6 replies to this topic

[sgkim]

Hi Bradley,

If the jacket is baffled, the "equivalent diameter" may be calculated from the cross sectional area and wetted perimeter. Based on the equivalent diameter, the Reynolds number, friction factor, and pressure drop could be calculated. But if the jacket is not baffled, the jacket can be regarded as "double pipe". Then follow the same pocedure to estimate the pressure drop thru pipes. N.B., consider 4 elbows for each turn of spiral and the resistance coefficient with respect to R/De ratio.

For heat transfer coefficient calculatons, however, the "heat transfer perimeter" should be used for the calculation of "equivalent diameter". From the equation (h)jacket = f (Re, Pr, μ, k, De), jacket side coefficient could be calculated. Refer to Chem Eng Apr, 1993 or Jan, 1999 for details.

[sgkim]

Thanks very much for that - gives me a good starting point.

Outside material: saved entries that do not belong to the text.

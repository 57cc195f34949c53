//! End-to-end duel scenarios through the public API
//!
//! Drives full games with scripted views and asserts on the render
//! trail, the captured transcript, and the reported result.

use duel_arena::core::PlayerConfig;
use duel_arena::game::{
    DuelSession, GameEndReason, OutputMode, VerbosityLevel, PARTICIPANT_A, PARTICIPANT_B,
};
use duel_arena::view::{ScriptedView, SharedView, ViewIntent};
use similar_asserts::assert_eq;
use std::cell::RefCell;
use std::rc::Rc;

fn scripted(script: Vec<ViewIntent>) -> (Rc<RefCell<ScriptedView>>, SharedView) {
    let concrete = Rc::new(RefCell::new(ScriptedView::with_script(script)));
    let shared: SharedView = concrete.clone();
    (concrete, shared)
}

/// Pump animations and the session until the game reports a result
fn run_to_result(
    session: &mut DuelSession,
    view_a: &Rc<RefCell<ScriptedView>>,
    view_b: &Rc<RefCell<ScriptedView>>,
) -> duel_arena::game::DuelResult {
    for _ in 0..1000 {
        view_a.borrow_mut().pump_animation();
        view_b.borrow_mut().pump_animation();
        if let Some(result) = session.pump().expect("pump failed") {
            return result;
        }
    }
    panic!("game did not terminate");
}

fn health_trail(view: &Rc<RefCell<ScriptedView>>) -> Vec<i32> {
    view.borrow()
        .renders()
        .iter()
        .map(|snapshot| snapshot.current_health)
        .collect()
}

#[test]
fn attack_duel_runs_to_defeat() {
    // Alice hits for 20, Bob hits for 30; both always attack.
    let (view_a, shared_a) = scripted(vec![]);
    let (view_b, shared_b) = scripted(vec![]);

    let mut session = DuelSession::new(
        PlayerConfig::new("Alice", 100, 20),
        PlayerConfig::new("Bob", 100, 30),
    );
    session.logger_mut().set_output_mode(OutputMode::Memory);
    session.start_game(shared_a, shared_b).unwrap();

    let result = run_to_result(&mut session, &view_a, &view_b);

    // Bob outdamages Alice: she falls to 0 (clamped from -20) in round 4.
    assert_eq!(result.winner.as_ref().map(|n| n.as_str()), Some("Bob"));
    assert_eq!(result.rounds, 4);
    assert_eq!(result.end_reason, GameEndReason::PlayerDefeat(PARTICIPANT_B));

    // Alice's surface saw every step of her decline, then the post-game
    // reset; health never left [0, 100].
    assert_eq!(health_trail(&view_a), vec![100, 70, 40, 10, 0, 100]);
    assert_eq!(health_trail(&view_b), vec![100, 80, 60, 40, 20, 100]);

    let transcript = session.logger().transcript();
    assert!(transcript.contains("Bob wins after 4 round(s)"));
}

#[test]
fn rotation_order_and_round_count_are_deterministic() {
    // Zero power keeps both alive; the round cap ends the game.
    let (view_a, shared_a) = scripted(vec![]);
    let (view_b, shared_b) = scripted(vec![]);

    let mut session = DuelSession::new(
        PlayerConfig::new("Alice", 100, 0),
        PlayerConfig::new("Bob", 100, 0),
    )
    .with_verbosity(VerbosityLevel::Verbose)
    .with_max_rounds(2);
    session.logger_mut().set_output_mode(OutputMode::Memory);
    session.start_game(shared_a, shared_b).unwrap();

    let result = run_to_result(&mut session, &view_a, &view_b);
    assert_eq!(result.rounds, 2);
    assert_eq!(result.end_reason, GameEndReason::RoundLimit);

    let expected = "\
Alice vs Bob
-- Round 1 --
P1 takes the turn
Alice attacks Bob for 0 (100/100 left)
P2 takes the turn
Bob attacks Alice for 0 (100/100 left)
-- Round 2 --
P1 takes the turn
Alice attacks Bob for 0 (100/100 left)
P2 takes the turn
Bob attacks Alice for 0 (100/100 left)
Draw after 2 round(s)
";
    assert_eq!(session.logger().transcript(), expected);
}

#[test]
fn healing_never_exceeds_max_health() {
    // Bob chips Alice for 10, Alice heals 30: she must cap at 100.
    let (view_a, shared_a) = scripted(vec![ViewIntent::Heal, ViewIntent::Heal]);
    let (view_b, shared_b) = scripted(vec![ViewIntent::Attack, ViewIntent::Attack]);

    let mut session = DuelSession::new(
        PlayerConfig::new("Alice", 100, 30),
        PlayerConfig::new("Bob", 100, 10),
    )
    .with_max_rounds(2);
    session.logger_mut().set_output_mode(OutputMode::Memory);
    session.start_game(shared_a, shared_b).unwrap();

    let result = run_to_result(&mut session, &view_a, &view_b);
    assert_eq!(result.end_reason, GameEndReason::RoundLimit);

    let trail = health_trail(&view_a);
    assert!(trail.contains(&90), "Bob's chip damage must land: {trail:?}");
    assert!(
        trail.iter().all(|&health| (0..=100).contains(&health)),
        "health must stay in [0, max]: {trail:?}"
    );
    // heals landed at exactly full, never past it
    assert!(trail.windows(2).any(|w| w == [90, 100]));
    assert_eq!(*trail.last().unwrap(), 100);
}

#[test]
fn active_participant_alternates_within_a_round() {
    let (view_a, shared_a) = scripted(vec![ViewIntent::Attack]);
    let (view_b, shared_b) = scripted(vec![]);

    let mut session = DuelSession::new(
        PlayerConfig::new("Alice", 100, 20),
        PlayerConfig::new("Bob", 100, 30),
    );
    session.logger_mut().set_output_mode(OutputMode::Memory);
    session.start_game(shared_a, shared_b).unwrap();

    assert_eq!(session.active_participant(), Some(PARTICIPANT_A));

    // finish only Alice's reveal: her turn resolves, Bob's cannot start
    view_a.borrow_mut().pump_animation();
    session.pump().unwrap();
    assert_eq!(session.active_participant(), Some(PARTICIPANT_B));
    assert_eq!(
        session.snapshot(PARTICIPANT_B).unwrap().current_health,
        80
    );

    // with both reveals complete the bots play each other out: Bob
    // replies, round 2 opens with Alice again, and the duel runs to its
    // round-4 defeat inside this one pump
    view_b.borrow_mut().pump_animation();
    let result = session
        .pump()
        .unwrap()
        .expect("bot duel runs to completion");
    assert_eq!(result.rounds, 4);
    assert_eq!(result.winner.as_ref().map(|n| n.as_str()), Some("Bob"));
}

Would you have any idea how to calculate the effects of the hemispherical section of the jacket (the jacket covers the sides and bottom of the vessel).

If not, any idea how much error is going to be present by ignoring this factor??

Total head loss through unbaffled jacket, hemispherical jacket, and inlet & outlet nozzles may be estimated as 1.25 times the head loss through inlet and outlet nozzles only. Which is one of jacketed vessel vendors' comment, and implies that the head loss thru the hemispherical jacket areas can be neglected.
(Refer to Chem Eng Nov 17, 1971)

The velocity and turbulency through the hemispherical jacket area is slightly higher than the annular area. No problem would be expected in estimating the total heat transfer area by applying the same coefficient as in the annular area.

You can ignore the effects of the characteristic featuresaround hemispherical area in pressure drop and heat transfer calculations.

Hope the above help.

[tzarrin]

I am designing a jacketed vessel.the vessel which the jacket will surround has 3m inner dia and 8 m length using 12mm thick SHEET, the material is S/S.the inside of vessel has air .the surrounding jacket is under 45psig pressure and is filled with 100c water temp.i want to know the size of annulus space b/w vessel and jacket . i made some calculation may help u to understand my problem
plz reply quickly  Intro_new4.rtf   49.36KB   199 downloads

[sgkim]

Hi, tzarrin

To determine the equivalent diameters of spiral jackets, two approaches are to be made - one for heat transfer calculation and the other for pressure drop.

The shape of the cross sectional flow area through spiral jacket would be rectangular with width W and length L . (in your work sheet, W=0.033 m and L= 1.40/7 = 0.20 m, since every section has 7 spiral turns)

Then each equivalent diameter would be:
(1) for heat transfer calculation,
De= 4*(Flow Area)/(Heat Transfer Perimeter) = 4* (W*L)/(L) = 4W = 4*0.033 = 0.132 m

(2) for pressure drop calculaton,
D'e = 4*(Flow Area)/(Frictional Perimeter) = 4* (W*L)/(2W+2L)= 4*(0.033*0.20)/{2*(0.033+0.20)}=0.057 m.......

The above two are to be employed for the calculations of heat transfer and pressure drop respectively, but somewhat different definitions from the above could also be imagined as,

(3) the equivalent diameter for the same average flow velocity: D"e=(4WL/π)^0.5 from WL=(π/4)(D"e)^2. D"e=(4*0.33*0.2/π)^0.5=0.092 m and,

(4) the equivalent diameter for the same wetted perimeter: D"'e=2(W+L)/π
D"'e = 2*(0.033+0.20)/π = 0.148 m.

Traditionally, however, the equivalent (inside) diameter of a non-circular cross sectional flow path seems to be defined as the (inside)diameter of the circular pipe that has the same wetted perimeter of heat tranfer or frictional resistance as the non-circular path. (Refer to D.Q. Kern's "Process Heat Transfer" p.105 for details.)

I am sure all the pressure drop calculations for non-circular paths are based on the definition (2), but I do not think all of heat transfer model equations suggested by lots of authors employ consistently the definition like (1) above.

Stefano